[Recorded data]
//! Analysis orchestration
//!
//! [`Analyzer`] wires the normalizer, n-gram extractor, vectorizer and
//! similarity engine into the two response shapes consumed by callers:
//! short-text comparison and whole-document comparison.

use serde::{Deserialize, Serialize};

use crate::config::AnalysisConfig;
use crate::document::Document;
use crate::error::{DocSide, Result, TextsimError};
use crate::ngram::ngram_set;
use crate::similarity::{top_pairs, truncate_snippet, SimilarityEngine};
use crate::text::tokenize_with_folding;
use crate::vector::{Vectorizer, Weighting};

/// Result of a short-text comparison
#[derive(Debug, Clone, PartialEq, Serialize, Deserialize)]
pub struct ShortTextResult {
    /// Jaccard similarity over the two n-gram sets
    pub jaccard_similarity: f64,
    /// Cosine similarity over the two term-frequency vectors
    pub cosine_similarity: f64,
}

/// One ranked chunk pair in a document comparison
#[derive(Debug, Clone, PartialEq, Serialize, Deserialize)]
pub struct MatchResult {
    /// Dense rank, 1 = most similar
    pub rank: usize,
    /// Cosine similarity of the pair
    pub score: f64,
    /// 1-based chunk position in document A
    #[serde(rename = "docA_part_index")]
    pub doc_a_part_index: usize,
    /// 1-based chunk position in document B
    #[serde(rename = "docB_part_index")]
    pub doc_b_part_index: usize,
    /// Bounded snippet of the A chunk
    #[serde(rename = "docA_text_snippet")]
    pub doc_a_text_snippet: String,
    /// Bounded snippet of the B chunk
    #[serde(rename = "docB_text_snippet")]
    pub doc_b_text_snippet: String,
}

/// Result of a whole-document comparison
#[derive(Debug, Clone, PartialEq, Serialize, Deserialize)]
pub struct AnalysisResult {
    /// Cosine similarity of the whole-text vectors
    pub global_similarity_score: f64,
    /// Mean of per-row maxima over the chunk matrix
    pub chunked_similarity_score: f64,
    /// Chunk matrix shape as [rows, cols]
    pub matrix_shape: (usize, usize),
    /// Top-N most similar chunk pairs, best first
    pub most_similar_pairs: Vec<MatchResult>,
}

/// Orchestrates the similarity pipeline for both analysis modes
///
/// Stateless between calls: every comparison builds its own vocabulary and
/// shares nothing with other requests.
pub struct Analyzer {
    config: AnalysisConfig,
}

impl Analyzer {
    /// Create an analyzer with the given configuration
    pub fn new(config: AnalysisConfig) -> Self {
        Analyzer { config }
    }

    /// Compare two short texts, producing Jaccard and cosine scores
    ///
    /// The cosine side always uses raw term frequencies; IDF over a
    /// two-text batch adds nothing for quick comparisons.
    #[tracing::instrument(skip(self, text_a, text_b))]
    pub fn analyze_short_text(
        &self,
        text_a: &str,
        text_b: &str,
        ngram_size: usize,
    ) -> Result<ShortTextResult> {
        validate_positive("n", ngram_size)?;

        let fold = self.config.fold_diacritics;
        let tokens_a = tokenize_with_folding(text_a, fold);
        let tokens_b = tokenize_with_folding(text_b, fold);
        let jaccard_similarity = crate::similarity::jaccard(
            &ngram_set(&tokens_a, ngram_size),
            &ngram_set(&tokens_b, ngram_size),
        );

        let vectorizer = Vectorizer::new(ngram_size, Weighting::Tf, fold);
        let (vectors, _) = vectorizer.vectorize_batch(&[text_a, text_b]);
        let cosine_similarity = crate::similarity::cosine(&vectors[0], &vectors[1]);

        Ok(ShortTextResult {
            jaccard_similarity,
            cosine_similarity,
        })
    }

    /// Compare two documents: global score, chunk matrix and top pairs
    #[tracing::instrument(skip_all, fields(chunks_a = doc_a.chunk_count(), chunks_b = doc_b.chunk_count()))]
    pub fn analyze_documents(
        &self,
        doc_a: &Document,
        doc_b: &Document,
        ngram_size: usize,
        top_n: usize,
    ) -> Result<AnalysisResult> {
        validate_positive("n", ngram_size)?;
        validate_positive("top_n", top_n)?;
        self.validate_documents(doc_a, doc_b)?;

        let engine = SimilarityEngine::new(ngram_size, self.config.weighting, self.config.fold_diacritics);

        let global_similarity_score = engine.global_score(doc_a.raw_text(), doc_b.raw_text());

        let matrix = engine.chunk_matrix(doc_a, doc_b);
        let chunked_similarity_score = matrix.mean_row_max();

        let most_similar_pairs = top_pairs(&matrix, top_n)
            .into_iter()
            .enumerate()
            .map(|(i, pair)| MatchResult {
                rank: i + 1,
                score: pair.score,
                doc_a_part_index: pair.row + 1,
                doc_b_part_index: pair.col + 1,
                doc_a_text_snippet: truncate_snippet(
                    &doc_a.chunks()[pair.row].text,
                    self.config.snippet_chars,
                ),
                doc_b_text_snippet: truncate_snippet(
                    &doc_b.chunks()[pair.col].text,
                    self.config.snippet_chars,
                ),
            })
            .collect();

        tracing::debug!(
            global = global_similarity_score,
            chunked = chunked_similarity_score,
            "analysis complete"
        );

        Ok(AnalysisResult {
            global_similarity_score,
            chunked_similarity_score,
            matrix_shape: matrix.shape(),
            most_similar_pairs,
        })
    }

    fn validate_documents(&self, doc_a: &Document, doc_b: &Document) -> Result<()> {
        for (side, doc) in [(DocSide::A, doc_a), (DocSide::B, doc_b)] {
            if doc.chunk_count() == 0 {
                return Err(TextsimError::empty_document(
                    side,
                    format!(
                        "no paragraph of at least {} characters",
                        self.config.min_chunk_chars
                    ),
                ));
            }
        }

        let pair_count = doc_a.chunk_count().saturating_mul(doc_b.chunk_count());
        if pair_count > self.config.max_chunk_pairs {
            return Err(TextsimError::ResourceLimit {
                chunks_a: doc_a.chunk_count(),
                chunks_b: doc_b.chunk_count(),
                limit: self.config.max_chunk_pairs,
            });
        }
        Ok(())
    }
}

fn validate_positive(name: &str, value: usize) -> Result<()> {
    if value == 0 {
        return Err(TextsimError::invalid_parameter(name, value, "must be >= 1"));
    }
    Ok(())
}

#[cfg(test)]
mod tests {
    use super::*;

    fn analyzer() -> Analyzer {
        Analyzer::new(AnalysisConfig::default())
    }

    fn doc(paragraphs: &[&str]) -> Document {
        Document::from_paragraphs(paragraphs.iter().map(|p| p.to_string()).collect())
    }

    #[test]
    fn test_short_text_identical() {
        let result = analyzer().analyze_short_text("cat dog", "cat dog", 1).unwrap();
        assert_eq!(result.jaccard_similarity, 1.0);
        assert!((result.cosine_similarity - 1.0).abs() < 1e-12);
    }

    #[test]
    fn test_short_text_disjoint() {
        let result = analyzer()
            .analyze_short_text("cat dog", "fish bird", 1)
            .unwrap();
        assert_eq!(result.jaccard_similarity, 0.0);
        assert_eq!(result.cosine_similarity, 0.0);
    }

    #[test]
    fn test_short_text_rejects_zero_n() {
        let err = analyzer().analyze_short_text("a", "b", 0).unwrap_err();
        assert!(matches!(err, TextsimError::InvalidParameter { .. }));
    }

    #[test]
    fn test_short_text_ngram_longer_than_input() {
        let result = analyzer().analyze_short_text("one two", "one two", 4).unwrap();
        assert_eq!(result.jaccard_similarity, 0.0);
        assert_eq!(result.cosine_similarity, 0.0);
    }

    #[test]
    fn test_short_text_empty_inputs_score_zero() {
        let result = analyzer().analyze_short_text("", "", 1).unwrap();
        assert_eq!(result.jaccard_similarity, 0.0);
        assert_eq!(result.cosine_similarity, 0.0);
    }

    #[test]
    fn test_documents_matrix_shape() {
        let a = doc(&["first paragraph text", "second paragraph text", "third one"]);
        let b = doc(&["left hand text", "right hand text"]);
        let result = analyzer().analyze_documents(&a, &b, 1, 3).unwrap();
        assert_eq!(result.matrix_shape, (3, 2));
    }

    #[test]
    fn test_documents_identical_scores_one() {
        let a = doc(&["the quick brown fox jumps", "pack my box with jugs"]);
        let result = analyzer().analyze_documents(&a, &a, 2, 3).unwrap();
        assert!((result.global_similarity_score - 1.0).abs() < 1e-9);
        assert!((result.chunked_similarity_score - 1.0).abs() < 1e-9);
    }

    #[test]
    fn test_documents_ranks_dense_and_sorted() {
        let a = doc(&["apple banana cherry", "dog wolf fox", "sun moon star"]);
        let b = doc(&["apple banana plum", "dog cat fox", "rain snow wind"]);
        let result = analyzer().analyze_documents(&a, &b, 1, 5).unwrap();

        let ranks: Vec<usize> = result.most_similar_pairs.iter().map(|m| m.rank).collect();
        assert_eq!(ranks, (1..=result.most_similar_pairs.len()).collect::<Vec<_>>());
        for window in result.most_similar_pairs.windows(2) {
            assert!(window[0].score >= window[1].score);
        }
    }

    #[test]
    fn test_documents_top_n_capped_by_available_pairs() {
        let a = doc(&["apple banana cherry"]);
        let b = doc(&["apple banana plum", "dog cat fox"]);
        let result = analyzer().analyze_documents(&a, &b, 1, 10).unwrap();
        assert_eq!(result.most_similar_pairs.len(), 2);
    }

    #[test]
    fn test_documents_part_indices_are_one_based() {
        let a = doc(&["apple banana cherry"]);
        let b = doc(&["apple banana cherry"]);
        let result = analyzer().analyze_documents(&a, &b, 1, 1).unwrap();
        assert_eq!(result.most_similar_pairs[0].doc_a_part_index, 1);
        assert_eq!(result.most_similar_pairs[0].doc_b_part_index, 1);
    }

    #[test]
    fn test_documents_swap_symmetry() {
        let a = doc(&["apple banana cherry", "dog wolf fox"]);
        let b = doc(&["apple banana plum", "owl hawk eagle", "dog cat pig"]);

        let ab = analyzer().analyze_documents(&a, &b, 1, 6).unwrap();
        let ba = analyzer().analyze_documents(&b, &a, 1, 6).unwrap();

        assert!((ab.global_similarity_score - ba.global_similarity_score).abs() < 1e-12);
        assert_eq!(ab.matrix_shape, (2, 3));
        assert_eq!(ba.matrix_shape, (3, 2));

        // Every AB pair appears in BA with its indices swapped.
        for pair in &ab.most_similar_pairs {
            assert!(
                ba.most_similar_pairs.iter().any(|p| {
                    p.doc_a_part_index == pair.doc_b_part_index
                        && p.doc_b_part_index == pair.doc_a_part_index
                        && (p.score - pair.score).abs() < 1e-12
                }),
                "pair ({}, {}) missing after swap",
                pair.doc_a_part_index,
                pair.doc_b_part_index
            );
        }
    }

    #[test]
    fn test_documents_empty_side_rejected() {
        let a = doc(&[]);
        let b = doc(&["some usable paragraph"]);

        let err = analyzer().analyze_documents(&a, &b, 1, 3).unwrap_err();
        assert!(matches!(
            err,
            TextsimError::EmptyDocument {
                side: DocSide::A,
                ..
            }
        ));

        let err = analyzer().analyze_documents(&b, &a, 1, 3).unwrap_err();
        assert!(matches!(
            err,
            TextsimError::EmptyDocument {
                side: DocSide::B,
                ..
            }
        ));
    }

    #[test]
    fn test_documents_chunk_pair_limit() {
        let config = AnalysisConfig {
            max_chunk_pairs: 3,
            ..Default::default()
        };
        let a = doc(&["one chunk text", "two chunk text"]);
        let b = doc(&["three chunk text", "four chunk text"]);

        let err = Analyzer::new(config)
            .analyze_documents(&a, &b, 1, 3)
            .unwrap_err();
        assert!(matches!(err, TextsimError::ResourceLimit { limit: 3, .. }));
    }

    #[test]
    fn test_documents_deterministic_output() {
        let a = doc(&["the quick brown fox jumps", "pack my box with jugs"]);
        let b = doc(&["the quick brown dog sleeps", "pack my bag with care"]);

        let first = analyzer().analyze_documents(&a, &b, 2, 4).unwrap();
        let second = analyzer().analyze_documents(&a, &b, 2, 4).unwrap();
        assert_eq!(
            serde_json::to_string(&first).unwrap(),
            serde_json::to_string(&second).unwrap()
        );
    }

    #[test]
    fn test_result_wire_field_names() {
        let a = doc(&["apple banana cherry"]);
        let result = analyzer().analyze_documents(&a, &a, 1, 1).unwrap();
        let json = serde_json::to_value(&result).unwrap();

        assert!(json.get("global_similarity_score").is_some());
        assert!(json.get("chunked_similarity_score").is_some());
        assert_eq!(json["matrix_shape"], serde_json::json!([1, 1]));
        let pair = &json["most_similar_pairs"][0];
        assert!(pair.get("docA_part_index").is_some());
        assert!(pair.get("docB_part_index").is_some());
        assert!(pair.get("docA_text_snippet").is_some());
        assert!(pair.get("docB_text_snippet").is_some());
    }
}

Prompt - Only lines containing the string "position" belong in the answer; find them in the data above and copy them.

Problem solution -
    /// 1-based chunk position in document A
    /// 1-based chunk position in document B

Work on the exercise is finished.